Some of the logic will focus on the valid data portion of that statement. These will be your constraints and data types.

Other parts of code within the database will focus on the multiple applications portion. For example, a VIEW will hide some complex logic to ensure that all applications see the data in an identical manner. One application could be a web based application, the other application could be a 3rd party report generator.


Within an OLTP system, the complex SELECT statement and the last modified date logic doesn't make much sense.

If this is suppose to be an OLTP system, you should try to change things so that they follow normal relational database practices.

Data Warehouse

The complexity of your pseudo-code SELECT statement and your date of last edit logic makes perfect sense in a Data Warehouse [DW] environment. However, they are probably part of an ETL/ELT process for materializing the data into a denormalized table for faster report generation.

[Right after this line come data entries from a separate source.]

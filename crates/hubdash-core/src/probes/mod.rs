//! Probe traits (ports) for host diagnostics and network tests

use async_trait::async_trait;

use crate::domain::{HostSnapshot, TestKind};
use crate::error::DomainError;

/// Collects OS and process metrics.
#[cfg_attr(test, mockall::automock)]
#[async_trait]
pub trait SystemProbe: Send + Sync {
    async fn collect(&self) -> Result<HostSnapshot, DomainError>;
}

/// Runs a connectivity test against a domain and returns its raw text output.
///
/// Implementations enforce their own time bound and report it as
/// [`DomainError::ProbeTimeout`].
#[cfg_attr(test, mockall::automock)]
#[async_trait]
pub trait NetworkProbe: Send + Sync {
    async fn run(&self, kind: TestKind, domain: &str) -> Result<String, DomainError>;
}
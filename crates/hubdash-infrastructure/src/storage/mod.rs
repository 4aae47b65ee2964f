//! Filesystem storage

pub mod fs_document_repo;
pub mod fs_settings_repo;

pub use fs_document_repo::FsDocumentRepository;
pub use fs_settings_repo::FsSettingsRepository;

The TABLES and VIEWS and MATERIALIZED VIEWS are built to solve a very specific set of business problems. From my experience, those objects are used as the source for various Business Reports. In some cases, one table/view per report is created to solve a Business Requirement.

No FKs? That's probably normal for a DW. The data in the tables could be refreshed with TRUNCATE followed by INSERT...SELECT. In this situation, a Foreign Key could do more harm than good.

As I read the comments, it seams your company needs to move to a more formal OLTP hierarchical design. I wish you luck.